Comparing of brain tumor diagnosis with developed local binary patterns methods

Abstract

A brain tumor is one of the most lethal diseases that can affect human health and cause death. Invasive biopsy techniques are one of the most common methods of identifying brain tumor disease. As a result of this procedure, bleeding may occur during the procedure, which could harm some brain functions. Consequently, this invasive biopsy process may be extremely dangerous. To overcome such a dangerous process, medical imaging techniques, which can be used by experts in the field, can be used to conduct a thorough examination and obtain detailed information about the type and stage of the disease. Within the scope of the study, the dataset was examined, and this dataset consisted of brain images with tumors and brain images of normal patients.

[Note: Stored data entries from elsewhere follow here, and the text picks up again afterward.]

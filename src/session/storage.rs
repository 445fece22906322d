//! Durable storage for the session token.
//!
//! The store keeps a single value: the token as a plain string.  Absence of
//! the value means the user is anonymous.

use std::fs;
use std::io::{self, Write};
use std::path::{Path, PathBuf};
use std::sync::Mutex;

use crate::error::{Error, Result};

/// Name of the file that holds the token inside the qapal home directory.
pub const TOKEN_FILE_NAME: &str = "token";

/// A place to persist the session token across restarts.
pub trait TokenStorage: Send + Sync {
    /// Read the stored token.  `Ok(None)` means nothing is stored.
    fn load(&self) -> Result<Option<String>>;

    /// Replace the stored token.
    fn store(&self, token: &str) -> Result<()>;

    /// Remove the stored token.  Removing an absent token is not an error.
    fn clear(&self) -> Result<()>;
}

/// Token storage backed by a single file.
#[derive(Debug, Clone)]
pub struct FileTokenStorage {
    path: PathBuf,
}

impl FileTokenStorage {
    /// Store the token at `path`.  Parent directories are created on first write.
    pub fn new(path: impl Into<PathBuf>) -> Self {
        Self { path: path.into() }
    }

    /// The file this storage reads and writes.
    pub fn path(&self) -> &Path {
        &self.path
    }

    fn temp_path(&self) -> PathBuf {
        let mut name = self
            .path
            .file_name()
            .map(|n| n.to_os_string())
            .unwrap_or_else(|| TOKEN_FILE_NAME.into());
        name.push(".tmp");
        self.path.with_file_name(name)
    }
}

impl TokenStorage for FileTokenStorage {
    fn load(&self) -> Result<Option<String>> {
        match fs::read_to_string(&self.path) {
            Ok(contents) => {
                let token = contents.trim();
                if token.is_empty() {
                    Ok(None)
                } else {
                    Ok(Some(token.to_string()))
                }
            }
            Err(err) if err.kind() == io::ErrorKind::NotFound => Ok(None),
            Err(err) => Err(Error::io(
                format!("cannot read {}: {err}", self.path.display()),
                err,
            )),
        }
    }

    fn store(&self, token: &str) -> Result<()> {
        if let Some(parent) = self.path.parent()
            && !parent.as_os_str().is_empty()
        {
            fs::create_dir_all(parent).map_err(|err| {
                Error::io(format!("cannot create {}: {err}", parent.display()), err)
            })?;
        }
        let temp = self.temp_path();
        write_private(&temp, token)
            .map_err(|err| Error::io(format!("cannot write {}: {err}", temp.display()), err))?;
        fs::rename(&temp, &self.path).map_err(|err| {
            Error::io(
                format!("cannot move token into {}: {err}", self.path.display()),
                err,
            )
        })
    }

    fn clear(&self) -> Result<()> {
        match fs::remove_file(&self.path) {
            Ok(()) => Ok(()),
            Err(err) if err.kind() == io::ErrorKind::NotFound => Ok(()),
            Err(err) => Err(Error::io(
                format!("cannot remove {}: {err}", self.path.display()),
                err,
            )),
        }
    }
}

#[cfg(unix)]
fn write_private(path: &Path, contents: &str) -> io::Result<()> {
    use std::os::unix::fs::OpenOptionsExt;

    let mut file = fs::OpenOptions::new()
        .write(true)
        .create(true)
        .truncate(true)
        .mode(0o600)
        .open(path)?;
    file.write_all(contents.as_bytes())?;
    file.sync_all()
}

#[cfg(not(unix))]
fn write_private(path: &Path, contents: &str) -> io::Result<()> {
    let mut file = fs::File::create(path)?;
    file.write_all(contents.as_bytes())?;
    file.sync_all()
}

/// Token storage that lives only as long as the process.
#[derive(Debug, Default)]
pub struct MemoryTokenStorage {
    slot: Mutex<Option<String>>,
}

impl MemoryTokenStorage {
    /// Empty storage.
    pub fn new() -> Self {
        Self::default()
    }

    /// Storage that already holds `token`, as if written by a previous run.
    pub fn with_token(token: impl Into<String>) -> Self {
        Self {
            slot: Mutex::new(Some(token.into())),
        }
    }

    /// The currently stored token.
    pub fn peek(&self) -> Option<String> {
        self.slot.lock().map(|slot| slot.clone()).unwrap_or_default()
    }
}

impl TokenStorage for MemoryTokenStorage {
    fn load(&self) -> Result<Option<String>> {
        Ok(self.peek())
    }

    fn store(&self, token: &str) -> Result<()> {
        if let Ok(mut slot) = self.slot.lock() {
            *slot = Some(token.to_string());
        }
        Ok(())
    }

    fn clear(&self) -> Result<()> {
        if let Ok(mut slot) = self.slot.lock() {
            *slot = None;
        }
        Ok(())
    }
}

impl<T: TokenStorage + ?Sized> TokenStorage for std::sync::Arc<T> {
    fn load(&self) -> Result<Option<String>> {
        (**self).load()
    }

    fn store(&self, token: &str) -> Result<()> {
        (**self).store(token)
    }

    fn clear(&self) -> Result<()> {
        (**self).clear()
    }
}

Numerous studies on medical images were conducted and obtained with high accuracy within the hybrid model algorithms. The dataset's images were enhanced using three distinct local binary patterns (LBP) algorithms in the developed model within the scope of the study: the LBP, step-LBP (nLBP), and angle-LBP (alpha LBP) algorithms. In the second stage, classification algorithms were used to evaluate the results from the LBP, nLBP and alpha LBP algorithms. Among the 11 classification algorithms used, four different classification algorithms were chosen as a consequence of the experimental process since they produced the best results. The classification algorithms with the best outcomes are random forest (RF), optimized forest (OF), rotation forest (RF), and instance-based learner (IBk) algorithms, respectively. With the developed model, an extremely high success rate of 99.12% was achieved within the IBk algorithm. Consequently, the clinical service can use the developed method to diagnose tumor-based medical images.